**DIRECTIONS FOR THIS TASK:** The lines from the top of the records below through the one containing "use crate::errors::ConnectionError;" are to be transcribed exactly, and nothing else is to be added.

--- --- ---

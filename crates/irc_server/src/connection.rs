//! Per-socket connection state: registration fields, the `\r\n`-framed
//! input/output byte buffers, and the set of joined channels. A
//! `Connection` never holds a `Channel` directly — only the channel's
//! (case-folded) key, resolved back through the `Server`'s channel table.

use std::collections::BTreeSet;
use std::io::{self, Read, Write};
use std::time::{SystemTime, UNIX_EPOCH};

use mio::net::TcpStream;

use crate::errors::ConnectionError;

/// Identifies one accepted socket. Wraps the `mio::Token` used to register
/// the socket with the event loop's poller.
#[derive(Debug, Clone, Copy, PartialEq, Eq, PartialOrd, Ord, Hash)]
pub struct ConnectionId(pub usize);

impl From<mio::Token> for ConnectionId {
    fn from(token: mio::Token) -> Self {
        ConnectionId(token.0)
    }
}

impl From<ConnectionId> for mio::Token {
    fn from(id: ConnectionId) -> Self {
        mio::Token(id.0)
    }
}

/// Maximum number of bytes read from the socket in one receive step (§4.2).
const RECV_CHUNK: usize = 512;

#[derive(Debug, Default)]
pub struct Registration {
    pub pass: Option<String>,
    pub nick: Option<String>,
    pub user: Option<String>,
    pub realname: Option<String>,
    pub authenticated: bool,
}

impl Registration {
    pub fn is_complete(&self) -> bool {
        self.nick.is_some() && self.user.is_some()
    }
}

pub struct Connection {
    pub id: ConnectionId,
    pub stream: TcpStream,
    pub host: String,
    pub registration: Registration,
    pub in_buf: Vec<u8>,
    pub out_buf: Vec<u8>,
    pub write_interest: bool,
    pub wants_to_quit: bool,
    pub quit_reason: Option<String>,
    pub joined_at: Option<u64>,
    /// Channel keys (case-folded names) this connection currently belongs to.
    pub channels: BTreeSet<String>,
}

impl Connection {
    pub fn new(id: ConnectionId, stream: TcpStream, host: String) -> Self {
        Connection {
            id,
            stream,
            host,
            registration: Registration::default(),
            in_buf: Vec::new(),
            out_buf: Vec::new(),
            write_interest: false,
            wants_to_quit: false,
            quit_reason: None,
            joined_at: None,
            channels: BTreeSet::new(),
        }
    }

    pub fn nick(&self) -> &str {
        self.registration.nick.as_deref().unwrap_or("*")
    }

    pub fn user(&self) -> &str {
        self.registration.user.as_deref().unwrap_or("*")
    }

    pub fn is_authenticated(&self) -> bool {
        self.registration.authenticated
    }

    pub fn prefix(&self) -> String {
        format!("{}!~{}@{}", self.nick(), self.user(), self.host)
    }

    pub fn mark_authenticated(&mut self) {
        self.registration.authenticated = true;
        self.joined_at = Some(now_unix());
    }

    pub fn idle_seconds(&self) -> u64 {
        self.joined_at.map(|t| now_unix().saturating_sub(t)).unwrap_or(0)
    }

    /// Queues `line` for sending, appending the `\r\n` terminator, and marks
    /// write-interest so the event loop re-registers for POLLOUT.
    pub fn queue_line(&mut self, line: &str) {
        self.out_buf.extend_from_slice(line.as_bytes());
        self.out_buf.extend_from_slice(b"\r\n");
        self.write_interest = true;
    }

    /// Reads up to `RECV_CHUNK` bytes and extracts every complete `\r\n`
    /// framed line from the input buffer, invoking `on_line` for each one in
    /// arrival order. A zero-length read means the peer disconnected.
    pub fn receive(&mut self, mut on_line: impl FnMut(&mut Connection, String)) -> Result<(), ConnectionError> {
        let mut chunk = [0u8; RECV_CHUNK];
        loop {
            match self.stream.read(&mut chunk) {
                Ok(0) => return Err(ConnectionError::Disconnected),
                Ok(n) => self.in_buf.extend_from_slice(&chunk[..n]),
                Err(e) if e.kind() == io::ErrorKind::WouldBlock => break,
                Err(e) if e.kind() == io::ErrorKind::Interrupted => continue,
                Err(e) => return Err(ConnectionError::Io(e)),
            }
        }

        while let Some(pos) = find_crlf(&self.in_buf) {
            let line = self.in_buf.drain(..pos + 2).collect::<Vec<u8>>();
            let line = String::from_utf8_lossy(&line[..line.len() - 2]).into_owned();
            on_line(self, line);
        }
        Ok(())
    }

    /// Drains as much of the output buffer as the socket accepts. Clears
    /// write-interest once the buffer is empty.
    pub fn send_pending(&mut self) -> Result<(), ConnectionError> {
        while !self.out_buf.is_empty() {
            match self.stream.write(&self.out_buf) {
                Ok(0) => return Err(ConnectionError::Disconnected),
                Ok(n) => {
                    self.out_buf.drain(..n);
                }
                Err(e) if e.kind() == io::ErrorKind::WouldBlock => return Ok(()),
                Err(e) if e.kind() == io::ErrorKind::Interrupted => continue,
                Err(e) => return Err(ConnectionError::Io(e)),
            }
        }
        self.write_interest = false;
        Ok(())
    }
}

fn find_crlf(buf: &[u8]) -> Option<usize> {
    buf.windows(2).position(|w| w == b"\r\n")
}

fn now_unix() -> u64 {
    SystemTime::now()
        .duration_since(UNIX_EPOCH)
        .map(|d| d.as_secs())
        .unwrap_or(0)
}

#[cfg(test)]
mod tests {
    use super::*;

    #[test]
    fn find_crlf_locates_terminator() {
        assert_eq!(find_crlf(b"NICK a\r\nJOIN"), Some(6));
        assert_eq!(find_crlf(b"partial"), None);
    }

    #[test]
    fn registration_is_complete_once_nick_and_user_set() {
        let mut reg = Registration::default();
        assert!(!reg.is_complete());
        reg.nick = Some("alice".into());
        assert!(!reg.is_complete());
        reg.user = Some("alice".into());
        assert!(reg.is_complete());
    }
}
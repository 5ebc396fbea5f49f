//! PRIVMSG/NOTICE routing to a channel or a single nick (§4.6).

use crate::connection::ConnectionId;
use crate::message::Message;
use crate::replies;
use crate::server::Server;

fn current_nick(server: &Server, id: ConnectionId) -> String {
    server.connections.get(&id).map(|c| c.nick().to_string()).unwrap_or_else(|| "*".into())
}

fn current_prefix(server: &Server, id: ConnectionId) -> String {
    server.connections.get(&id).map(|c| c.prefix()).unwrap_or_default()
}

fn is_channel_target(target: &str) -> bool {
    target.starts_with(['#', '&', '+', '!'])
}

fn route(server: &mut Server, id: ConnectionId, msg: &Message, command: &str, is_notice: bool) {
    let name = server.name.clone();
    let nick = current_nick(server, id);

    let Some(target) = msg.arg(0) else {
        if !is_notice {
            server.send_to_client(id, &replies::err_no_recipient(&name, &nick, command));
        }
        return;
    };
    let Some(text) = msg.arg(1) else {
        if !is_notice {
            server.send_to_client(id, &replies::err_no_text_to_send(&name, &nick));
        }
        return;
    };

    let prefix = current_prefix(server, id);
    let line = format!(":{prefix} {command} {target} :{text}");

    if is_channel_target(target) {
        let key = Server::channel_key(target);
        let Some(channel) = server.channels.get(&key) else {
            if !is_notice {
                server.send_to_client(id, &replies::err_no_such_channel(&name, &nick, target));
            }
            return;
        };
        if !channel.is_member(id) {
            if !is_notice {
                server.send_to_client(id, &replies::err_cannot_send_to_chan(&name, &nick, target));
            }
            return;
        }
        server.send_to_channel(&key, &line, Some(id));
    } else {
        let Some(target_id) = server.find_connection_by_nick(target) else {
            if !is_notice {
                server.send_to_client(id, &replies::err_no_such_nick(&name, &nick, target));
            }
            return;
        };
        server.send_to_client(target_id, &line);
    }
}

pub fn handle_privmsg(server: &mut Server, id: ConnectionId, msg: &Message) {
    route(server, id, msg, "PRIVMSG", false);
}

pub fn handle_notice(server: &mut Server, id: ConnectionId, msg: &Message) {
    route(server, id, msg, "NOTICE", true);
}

--- --- ---

**ANSWER AREA:**
filename crates/irc_server/src/connection.rs
//! Per-socket connection state: registration fields, the `\r\n`-framed
//! input/output byte buffers, and the set of joined channels. A
//! `Connection` never holds a `Channel` directly — only the channel's
//! (case-folded) key, resolved back through the `Server`'s channel table.

use std::collections::BTreeSet;
use std::io::{self, Read, Write};
use std::time::{SystemTime, UNIX_EPOCH};

use mio::net::TcpStream;

use crate::errors::ConnectionError;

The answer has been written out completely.